So far I have covered writing lessons from reading Terry Pratchett, Ann Bishop and Terry Brooks. Today I am going to look at Katharine Kerr though I think my next author will have to be a non-fantasy one, just to break things up a little.
Katharine Kerr is another amazing fantasy author and one I enjoyed greatly through high-school. I am going to focus on her Deverry Series as far as what I have learned, which is very much a swords and sorcery fantasy with nobles and horses and elves and dwarves and if you read on to the Westlands Cycle (the follow on series) you even get a dragon.
I’m actually going to start with a few things I don’t like about the Deverry Series.

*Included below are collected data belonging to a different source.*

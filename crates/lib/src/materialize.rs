//! Parent → child case materialization.
//!
//! A child's case directory is populated from its parent without duplicating
//! unmodified data: directories are recreated for real, files are symlinked.
//! Before any step may modify a shared file it must call [`break_link`],
//! which replaces the symlink with a private copy so siblings sharing the
//! same parent are never corrupted by one child's edit.
//!
//! The free-form `shell` operation gets a full copy instead of links, since
//! its side effects on the tree cannot be predicted.

use std::fs;
use std::io;
use std::path::{Path, PathBuf};
use std::sync::Arc;

use thiserror::Error;
use tokio::sync::Semaphore;
use tokio::task::JoinSet;
use tracing::{debug, warn};

use crate::node::{Node, NodeId, NodeState};
use crate::store::{NodeStore, StoreError};

/// Errors from materialization. All of them leave the node un-initialized
/// and are retryable on the next engine invocation.
#[derive(Debug, Error)]
pub enum MaterializeError {
  #[error("parent case directory {path} is missing or not walkable")]
  ParentMissing { path: PathBuf },

  #[error("parent {id} is not ready (state {state})")]
  ParentNotReady { id: NodeId, state: NodeState },

  #[error("failed to walk parent tree: {0}")]
  Walk(#[from] walkdir::Error),

  #[error("io error at {path}: {source}")]
  Io {
    path: PathBuf,
    #[source]
    source: io::Error,
  },

  #[error(transparent)]
  Store(#[from] StoreError),
}

fn io_err(path: &Path, source: io::Error) -> MaterializeError {
  MaterializeError::Io {
    path: path.to_path_buf(),
    source,
  }
}

/// How a child's files are produced from the parent's.
#[derive(Debug, Clone, Copy, PartialEq, Eq)]
pub enum LinkPolicy {
  /// Symlink every file (default).
  Link,
  /// Copy every file; used for operations whose steps may mutate shared
  /// content in place.
  Copy,
}

impl LinkPolicy {
  pub fn for_operation(operation: &str) -> Self {
    if operation == "shell" {
      LinkPolicy::Copy
    } else {
      LinkPolicy::Link
    }
  }
}

/// Populates child case directories from their parents.
#[derive(Debug, Clone)]
pub struct Materializer {
  store: NodeStore,
}

impl Materializer {
  pub fn new(store: NodeStore) -> Self {
    Self { store }
  }

  pub fn store(&self) -> &NodeStore {
    &self.store
  }

  /// Materialize a node's case directory from its parent.
  ///
  /// Runs at most once per node: an already-initialized node returns
  /// `Ok(false)` without touching the filesystem, which makes repeated
  /// engine invocations against the same node crash-resume safe.
  pub fn materialize(&self, node: &mut Node) -> Result<bool, MaterializeError> {
    if node.document.init_dependent {
      debug!(id = %node.id, "already materialized, skipping");
      return Ok(false);
    }

    let Some(parent_id) = node.statepoint.parent_id.clone() else {
      // The root node's case payload is placed at workspace init; there is
      // nothing to link.
      node.document.init_dependent = true;
      self.store.save_document(&node.id, &node.document)?;
      return Ok(true);
    };

    let parent = self.store.get(&parent_id)?;
    if parent.document.state != NodeState::Ready {
      return Err(MaterializeError::ParentNotReady {
        id: parent_id,
        state: parent.document.state,
      });
    }

    let parent_case = self.store.case_dir(&parent_id);
    if !parent_case.is_dir() {
      return Err(MaterializeError::ParentMissing { path: parent_case });
    }

    let child_case = self.store.case_dir(&node.id);
    let policy = LinkPolicy::for_operation(&node.statepoint.operation);
    debug!(id = %node.id, parent = %parent_id, ?policy, "materializing case directory");

    populate(&parent_case, &child_case, policy)?;

    node.document.init_dependent = true;
    self.store.save_document(&node.id, &node.document)?;
    Ok(true)
  }
}

/// Walk the parent tree, recreating directories and linking/copying files.
fn populate(parent_case: &Path, child_case: &Path, policy: LinkPolicy) -> Result<(), MaterializeError> {
  fs::create_dir_all(child_case).map_err(|e| io_err(child_case, e))?;

  for entry in walkdir::WalkDir::new(parent_case).min_depth(1).sort_by_file_name() {
    let entry = entry?;
    let rel = entry
      .path()
      .strip_prefix(parent_case)
      .expect("walkdir yields children of its root");
    let target = child_case.join(rel);

    if entry.file_type().is_dir() {
      fs::create_dir_all(&target).map_err(|e| io_err(&target, e))?;
      continue;
    }

    // A partial earlier run may have left a file or link behind.
    if fs::symlink_metadata(&target).is_ok() {
      fs::remove_file(&target).map_err(|e| io_err(&target, e))?;
    }

    match policy {
      LinkPolicy::Link => link_file(entry.path(), &target)?,
      LinkPolicy::Copy => {
        // fs::copy follows symlinks, so a linked parent file becomes a
        // real private copy here.
        fs::copy(entry.path(), &target).map_err(|e| io_err(&target, e))?;
      }
    }
  }

  Ok(())
}

#[cfg(unix)]
fn link_file(source: &Path, target: &Path) -> Result<(), MaterializeError> {
  std::os::unix::fs::symlink(source, target).map_err(|e| io_err(target, e))
}

#[cfg(windows)]
fn link_file(source: &Path, target: &Path) -> Result<(), MaterializeError> {
  std::os::windows::fs::symlink_file(source, target).map_err(|e| io_err(target, e))
}

/// Copy-on-write break: replace a symlink with a private copy of its target.
///
/// A regular file (or a missing path) is a no-op, so breaking is idempotent
/// and safe to call unconditionally before a mutation.
pub fn break_link(path: &Path) -> Result<bool, MaterializeError> {
  let metadata = match fs::symlink_metadata(path) {
    Ok(metadata) => metadata,
    Err(e) if e.kind() == io::ErrorKind::NotFound => return Ok(false),
    Err(e) => return Err(io_err(path, e)),
  };

  if !metadata.file_type().is_symlink() {
    return Ok(false);
  }

  // Resolve through link chains to the real content before unlinking.
  let target = fs::canonicalize(path).map_err(|e| io_err(path, e))?;
  fs::remove_file(path).map_err(|e| io_err(path, e))?;

  if target.is_dir() {
    copy_dir_recursive(&target, path)?;
  } else {
    fs::copy(&target, path).map_err(|e| io_err(path, e))?;
  }

  debug!(path = %path.display(), "broke symlink into private copy");
  Ok(true)
}

/// Recursively copy a directory tree, following symlinks.
pub fn copy_dir_recursive(source: &Path, target: &Path) -> Result<(), MaterializeError> {
  fs::create_dir_all(target).map_err(|e| io_err(target, e))?;

  for entry in walkdir::WalkDir::new(source).min_depth(1).sort_by_file_name() {
    let entry = entry?;
    let rel = entry
      .path()
      .strip_prefix(source)
      .expect("walkdir yields children of its root");
    let dest = target.join(rel);

    if entry.file_type().is_dir() {
      fs::create_dir_all(&dest).map_err(|e| io_err(&dest, e))?;
    } else {
      fs::copy(entry.path(), &dest).map_err(|e| io_err(&dest, e))?;
    }
  }

  Ok(())
}

/// Materialize independent sibling nodes on a bounded worker pool.
///
/// Siblings are safe to run concurrently because each writes only to its own
/// subtree. Failures are node-local: each id gets its own result and a
/// failed sibling never aborts the rest.
pub async fn materialize_siblings(
  materializer: &Materializer,
  ids: Vec<NodeId>,
  parallelism: usize,
) -> Vec<(NodeId, Result<bool, MaterializeError>)> {
  let semaphore = Arc::new(Semaphore::new(parallelism.max(1)));
  let mut join_set = JoinSet::new();

  for id in ids {
    let materializer = materializer.clone();
    let semaphore = semaphore.clone();
    join_set.spawn(async move {
      let _permit = semaphore.acquire_owned().await.unwrap();
      let task_id = id.clone();
      let result = tokio::task::spawn_blocking(move || {
        let mut node = materializer.store().get(&task_id)?;
        materializer.materialize(&mut node)
      })
      .await
      .unwrap_or_else(|e| {
        Err(MaterializeError::Io {
          path: PathBuf::new(),
          source: io::Error::other(e.to_string()),
        })
      });
      (id, result)
    });
  }

  let mut results = Vec::new();
  while let Some(joined) = join_set.join_next().await {
    match joined {
      Ok(pair) => results.push(pair),
      Err(e) => warn!(error = %e, "materialization task panicked"),
    }
  }
  results
}

#[cfg(test)]
mod tests {
  use super::*;
  use crate::node::Statepoint;
  use serde_json::json;
  use tempfile::TempDir;

  fn setup_parent(store: &NodeStore) -> Node {
    let mut root = store.open(Statepoint::root()).unwrap();
    let case = store.case_dir(&root.id);
    fs::create_dir_all(case.join("system")).unwrap();
    fs::write(case.join("system/controlDict"), "deltaT 0.1;").unwrap();
    fs::write(case.join("U"), "uniform (0 0 0)").unwrap();

    root.document.state = NodeState::Ready;
    root.document.init_dependent = true;
    store.save_document(&root.id, &root.document).unwrap();
    root
  }

  fn child_of(store: &NodeStore, parent: &Node, operation: &str) -> Node {
    let mut sp = Statepoint::root();
    sp.parent_id = Some(parent.id.clone());
    sp.has_child = false;
    sp.operation = operation.to_string();
    sp.params.insert("cells".to_string(), json!(8));
    sp.keys.push("cells".to_string());
    store.open(sp).unwrap()
  }

  #[test]
  fn link_policy_copies_only_for_shell() {
    assert_eq!(LinkPolicy::for_operation("blockMesh"), LinkPolicy::Link);
    assert_eq!(LinkPolicy::for_operation("shell"), LinkPolicy::Copy);
  }

  #[test]
  fn materialize_links_parent_files() {
    let temp = TempDir::new().unwrap();
    let store = NodeStore::init(temp.path()).unwrap();
    let parent = setup_parent(&store);
    let mut child = child_of(&store, &parent, "blockMesh");

    let materializer = Materializer::new(store.clone());
    assert!(materializer.materialize(&mut child).unwrap());

    let child_case = store.case_dir(&child.id);
    let linked = child_case.join("system/controlDict");
    assert!(linked.exists());
    assert!(fs::symlink_metadata(&linked).unwrap().file_type().is_symlink());
    assert_eq!(fs::read_to_string(&linked).unwrap(), "deltaT 0.1;");
    assert!(child.document.init_dependent);
  }

  #[test]
  fn materialize_is_idempotent() {
    let temp = TempDir::new().unwrap();
    let store = NodeStore::init(temp.path()).unwrap();
    let parent = setup_parent(&store);
    let mut child = child_of(&store, &parent, "blockMesh");

    let materializer = Materializer::new(store.clone());
    assert!(materializer.materialize(&mut child).unwrap());

    // A second invocation must not touch the filesystem again.
    fs::remove_dir_all(store.case_dir(&parent.id)).unwrap();
    assert!(!materializer.materialize(&mut child).unwrap());
  }

  #[test]
  fn shell_operation_gets_real_copies() {
    let temp = TempDir::new().unwrap();
    let store = NodeStore::init(temp.path()).unwrap();
    let parent = setup_parent(&store);
    let mut child = child_of(&store, &parent, "shell");

    let materializer = Materializer::new(store.clone());
    materializer.materialize(&mut child).unwrap();

    let copied = store.case_dir(&child.id).join("U");
    assert!(!fs::symlink_metadata(&copied).unwrap().file_type().is_symlink());
    assert_eq!(fs::read_to_string(&copied).unwrap(), "uniform (0 0 0)");
  }

  #[test]
  fn materialize_requires_ready_parent() {
    let temp = TempDir::new().unwrap();
    let store = NodeStore::init(temp.path()).unwrap();
    let mut root = store.open(Statepoint::root()).unwrap();
    root.document.init_dependent = true;
    store.save_document(&root.id, &root.document).unwrap();

    let root = store.get(&root.id).unwrap();
    let mut child = child_of(&store, &root, "blockMesh");

    let materializer = Materializer::new(store.clone());
    let err = materializer.materialize(&mut child).unwrap_err();
    assert!(matches!(err, MaterializeError::ParentNotReady { .. }));
    assert!(!child.document.init_dependent);
  }

  #[test]
  fn materialize_fails_on_missing_parent_tree() {
    let temp = TempDir::new().unwrap();
    let store = NodeStore::init(temp.path()).unwrap();
    let parent = setup_parent(&store);
    let mut child = child_of(&store, &parent, "blockMesh");

    fs::remove_dir_all(store.case_dir(&parent.id)).unwrap();

    let materializer = Materializer::new(store.clone());
    let err = materializer.materialize(&mut child).unwrap_err();
    assert!(matches!(err, MaterializeError::ParentMissing { .. }));

    // Node is left un-initialized, so a later invocation retries.
    let reloaded = store.get(&child.id).unwrap();
    assert!(!reloaded.document.init_dependent);
  }

  #[test]
  fn break_link_replaces_symlink_with_copy() {
    let temp = TempDir::new().unwrap();
    let store = NodeStore::init(temp.path()).unwrap();
    let parent = setup_parent(&store);
    let mut child = child_of(&store, &parent, "blockMesh");

    let materializer = Materializer::new(store.clone());
    materializer.materialize(&mut child).unwrap();

    let linked = store.case_dir(&child.id).join("system/controlDict");
    assert!(break_link(&linked).unwrap());
    assert!(!fs::symlink_metadata(&linked).unwrap().file_type().is_symlink());
    assert_eq!(fs::read_to_string(&linked).unwrap(), "deltaT 0.1;");

    // The child's private copy must not leak back into the parent.
    fs::write(&linked, "deltaT 0.5;").unwrap();
    let parent_file = store.case_dir(&parent.id).join("system/controlDict");
    assert_eq!(fs::read_to_string(&parent_file).unwrap(), "deltaT 0.1;");
  }

  #[test]
  fn break_link_on_regular_file_is_noop() {
    let temp = TempDir::new().unwrap();
    let path = temp.path().join("plain.txt");
    fs::write(&path, "content").unwrap();

    assert!(!break_link(&path).unwrap());
    assert_eq!(fs::read_to_string(&path).unwrap(), "content");
  }

  #[test]
  fn break_link_on_missing_path_is_noop() {
    let temp = TempDir::new().unwrap();
    assert!(!break_link(&temp.path().join("missing")).unwrap());
  }

  #[tokio::test]
  async fn siblings_materialize_concurrently() {
    let temp = TempDir::new().unwrap();
    let store = NodeStore::init(temp.path()).unwrap();
    let parent = setup_parent(&store);

    let mut ids = Vec::new();
    for cells in [8, 16, 32, 64] {
      let mut sp = Statepoint::root();
      sp.parent_id = Some(parent.id.clone());
      sp.has_child = false;
      sp.operation = "blockMesh".to_string();
      sp.params.insert("cells".to_string(), json!(cells));
      sp.keys.push("cells".to_string());
      ids.push(store.open(sp).unwrap().id);
    }

    let materializer = Materializer::new(store.clone());
    let results = materialize_siblings(&materializer, ids.clone(), 2).await;

    assert_eq!(results.len(), 4);
    for (id, result) in results {
      assert!(result.unwrap(), "node {id} should have materialized");
      assert!(store.get(&id).unwrap().document.init_dependent);
    }
  }
}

To start with there are two pages of maps with place marked with dozens of places and towns (that do not exist) with names you cannot hope to pronounce. Later on these become useful as the characters trek over the continent and you want a reference point but it is a daunting way to start the book and quite off putting. It is not helped by following the maps with three pages worth of a pronunciation guide so that you can pronounce the names of places and people in the story. Again, off putting. Useful, because three pages into the story you are already wondering how on earth you could pronounce some of the names, but not the way one usually wants to start reading. We then launch into a prologue that maddeningly talks about a girl being reborn and being reminded that she has something to do, but not being given a name or description. Admittedly, this becomes important and necessary later on but as far as starting the story it is not particularly enticing.
And then the story begins.
Any complaints disappear. The story is incredible. The characters, in whatever incarnation they happen to be in at the time, have depth and they feel real. The world is well constructed and you could see it being a working society, not a particularly good one to live in, but it would function. The story manages to hold you captivated despite the fact that it keeps interrupting the ‘modern day’ story to tell you about the lives the characters lived previously and these previous stories are also engaging and well told and even though they disrupt the flow of the story you want to read they don’t feel intrusive.
Writing lessons learned from reading Katharine Kerr?
- If you have a character that defies the expectations of the society they will be an outcast, even if they are an admired one. Jill, our protagonist (of sorts) spends her life on the road with her father learning to be a mercenary. She does not fit with any of the ideals for women in the society. Her father is despised enough for being a mercenary, her choice to become one as well means she isn’t going to fit in. Individuals within the society may admire her and like her but the society is going to shun her.
- People sometimes do horrible things and so characters sometimes have to make bad choices. At the heart of the Deverry series is the idea that there are always consequences for actions, even if those actions happened in previous lives. As we go back and visit the characters previous lives we see why certain things are happening to them in their current life. The interesting thing is that even the ‘good’ character have done some really horrible things for a variety of reasons. Survival, revenge, and love have had them betraying and backstabbing each other through life after life and those choices all come with heavy consequences either in the immediate situation or in their next life.
- Death is not necessarily motivation enough for a character to act. The idea that a character must do x,y and z or they will die is usually motivation enough to ensure that the character does go through the motions. Katharine Kerr seems to go out of her way to create fatalistic characters who seem bent on rushing to their own demise. There are very few characters in the story who wouldn’t die for their honour or their name or wealth or pretty much anything that would make a good story. This actually makes for more interesting characters because their motivations become quite complex at times and you have to really get inside their head to understand why they are doing certain things.
- The mentor character does not necessarily have to be annoying. I blame Yoda for the number of small, wrinkled mentors running around fantasy books berating the characters and guiding through annoyance. Not that I didn’t like Star Wars and Yoda but I think the number of cheap imitations out there has gotten a little beyond a joke. The mentor is a standard character in a sword and sorcery fantasy but I really enjoyed Nevyn. He is old but still very active and his influence is minimal until later in the series as he choose to stay on the sidelines and waits for the other characters to make their own choices. What I really like about him is that he makes mistakes. It is his initial mistake that sets most of the later events in motion. He may have gained some wisdom but he is human and his emotions and own desires frequently get in the way.